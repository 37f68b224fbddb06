//! Template bindings and placeholder substitution.
//!
//! A [`TemplateResult`] is built fresh for every resolved call from the
//! receiver's generic arguments and thrown away afterwards.  It is used to
//! substitute `T` in declared return types and assertions, while
//! [`Union::flesh_out`] replaces the late-bound `self` / `static` /
//! `parent` placeholders with concrete class names.

use std::collections::BTreeMap;

use super::{Atomic, NamedObject, Union};

/// Template parameter name → bound type for a single call.
#[derive(Debug, Clone, Default, PartialEq, Eq)]
pub struct TemplateResult {
    bindings: BTreeMap<String, Union>,
}

impl TemplateResult {
    pub fn new() -> Self {
        Self::default()
    }

    /// Bind `name` to `ty`.  A template bound twice (e.g. by two
    /// arguments) widens to the combination of both.
    pub fn bind(&mut self, name: &str, ty: Union) {
        let combined = match self.bindings.remove(name) {
            Some(existing) => Union::combine(&existing, &ty),
            None => ty,
        };
        self.bindings.insert(name.to_string(), combined);
    }

    pub fn get(&self, name: &str) -> Option<&Union> {
        self.bindings.get(name)
    }

    pub fn contains(&self, name: &str) -> bool {
        self.bindings.contains_key(name)
    }

    pub fn is_empty(&self) -> bool {
        self.bindings.is_empty()
    }

    pub fn len(&self) -> usize {
        self.bindings.len()
    }

    pub fn iter(&self) -> impl Iterator<Item = (&str, &Union)> {
        self.bindings.iter().map(|(k, v)| (k.as_str(), v))
    }
}

impl Union {
    /// Substitute bound template parameters.  Unbound templates are left
    /// in place.
    pub fn replace_template_types(&self, result: &TemplateResult) -> Union {
        if result.is_empty() {
            return self.clone();
        }
        self.map_atomics(|atomic| replace_in_atomic(atomic, result))
    }

    /// Replace `self`, `static`/`$this` and `parent` placeholders.
    ///
    /// `self_class` is the class whose declaration the type came from,
    /// `static_class` the class the call was made through.
    pub fn flesh_out(&self, self_class: &str, static_class: &str, parent_class: Option<&str>) -> Union {
        self.map_atomics(|atomic| vec![flesh_out_atomic(atomic, self_class, static_class, parent_class)])
    }
}

fn replace_in_atomic(atomic: &Atomic, result: &TemplateResult) -> Vec<Atomic> {
    match atomic {
        Atomic::TemplateParam { name, .. } => match result.get(name) {
            Some(bound) => bound.types().to_vec(),
            None => vec![atomic.clone()],
        },
        Atomic::NamedObject(object) => vec![Atomic::NamedObject(replace_in_object(object, result))],
        Atomic::ClassString { as_type: Some(object) } => vec![Atomic::ClassString {
            as_type: Some(Box::new(replace_in_object(object, result))),
        }],
        Atomic::Array { key, value } => vec![Atomic::Array {
            key: Box::new(key.replace_template_types(result)),
            value: Box::new(value.replace_template_types(result)),
        }],
        Atomic::List(value) => vec![Atomic::List(Box::new(value.replace_template_types(result)))],
        other => vec![other.clone()],
    }
}

fn replace_in_object(object: &NamedObject, result: &TemplateResult) -> NamedObject {
    NamedObject {
        name: object.name.clone(),
        type_params: object
            .type_params
            .iter()
            .map(|param| param.replace_template_types(result))
            .collect(),
        extra_types: object
            .extra_types
            .iter()
            .map(|extra| replace_in_object(extra, result))
            .collect(),
    }
}

fn flesh_out_atomic(atomic: &Atomic, self_class: &str, static_class: &str, parent_class: Option<&str>) -> Atomic {
    match atomic {
        Atomic::NamedObject(object) => {
            Atomic::NamedObject(flesh_out_object(object, self_class, static_class, parent_class))
        }
        Atomic::ClassString { as_type: Some(object) } => Atomic::ClassString {
            as_type: Some(Box::new(flesh_out_object(object, self_class, static_class, parent_class))),
        },
        Atomic::LiteralClassString(name) => {
            Atomic::LiteralClassString(flesh_out_name(name, self_class, static_class, parent_class))
        }
        Atomic::Array { key, value } => Atomic::Array {
            key: Box::new(key.flesh_out(self_class, static_class, parent_class)),
            value: Box::new(value.flesh_out(self_class, static_class, parent_class)),
        },
        Atomic::List(value) => Atomic::List(Box::new(value.flesh_out(self_class, static_class, parent_class))),
        Atomic::TemplateParam {
            name,
            defining_entity,
            as_type,
        } => Atomic::TemplateParam {
            name: name.clone(),
            defining_entity: defining_entity.clone(),
            as_type: Box::new(as_type.flesh_out(self_class, static_class, parent_class)),
        },
        other => other.clone(),
    }
}

fn flesh_out_object(
    object: &NamedObject,
    self_class: &str,
    static_class: &str,
    parent_class: Option<&str>,
) -> NamedObject {
    NamedObject {
        name: flesh_out_name(&object.name, self_class, static_class, parent_class),
        type_params: object
            .type_params
            .iter()
            .map(|param| param.flesh_out(self_class, static_class, parent_class))
            .collect(),
        extra_types: object
            .extra_types
            .iter()
            .map(|extra| flesh_out_object(extra, self_class, static_class, parent_class))
            .collect(),
    }
}

fn flesh_out_name(name: &str, self_class: &str, static_class: &str, parent_class: Option<&str>) -> String {
    match name.to_ascii_lowercase().as_str() {
        "self" => self_class.to_string(),
        "static" | "$this" => static_class.to_string(),
        "parent" => parent_class.unwrap_or(name).to_string(),
        _ => name.to_string(),
    }
}

#[cfg(test)]
mod tests {
    use super::*;
    use crate::ttype::parse_union;

    fn template(name: &str) -> Atomic {
        Atomic::TemplateParam {
            name: name.to_string(),
            defining_entity: "Box".to_string(),
            as_type: Box::new(Union::mixed()),
        }
    }

    #[test]
    fn replaces_nested_templates() {
        let ty = Union::new(vec![
            Atomic::List(Box::new(Union::from(template("T")))),
            Atomic::Null,
        ]);
        let mut result = TemplateResult::new();
        result.bind("T", Union::named("User"));
        assert_eq!(ty.replace_template_types(&result).to_string(), "list<User>|null");
    }

    #[test]
    fn unbound_template_is_kept() {
        let ty = Union::from(template("U"));
        let mut result = TemplateResult::new();
        result.bind("T", Union::named("User"));
        assert_eq!(ty.replace_template_types(&result).to_string(), "U");
    }

    #[test]
    fn binding_twice_widens() {
        let mut result = TemplateResult::new();
        result.bind("T", Union::from(Atomic::Int));
        result.bind("T", Union::from(Atomic::String));
        assert_eq!(result.get("T").map(ToString::to_string).as_deref(), Some("int|string"));
    }

    #[test]
    fn flesh_out_distinguishes_self_and_static() {
        let ty = parse_union("self|static|Box<static>");
        let fleshed = ty.flesh_out("Base", "Child", None);
        assert_eq!(fleshed.to_string(), "Base|Child|Box<Child>");
    }

    #[test]
    fn flesh_out_parent_without_parent_keeps_placeholder() {
        let ty = parse_union("parent");
        assert_eq!(ty.flesh_out("A", "A", None).to_string(), "parent");
        assert_eq!(ty.flesh_out("A", "A", Some("Base")).to_string(), "Base");
    }
}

================================

What is expected ▸ Looking at the entries above, how many lines contain "return"? State the number and nothing more.

Answer for this exercise ▸ 2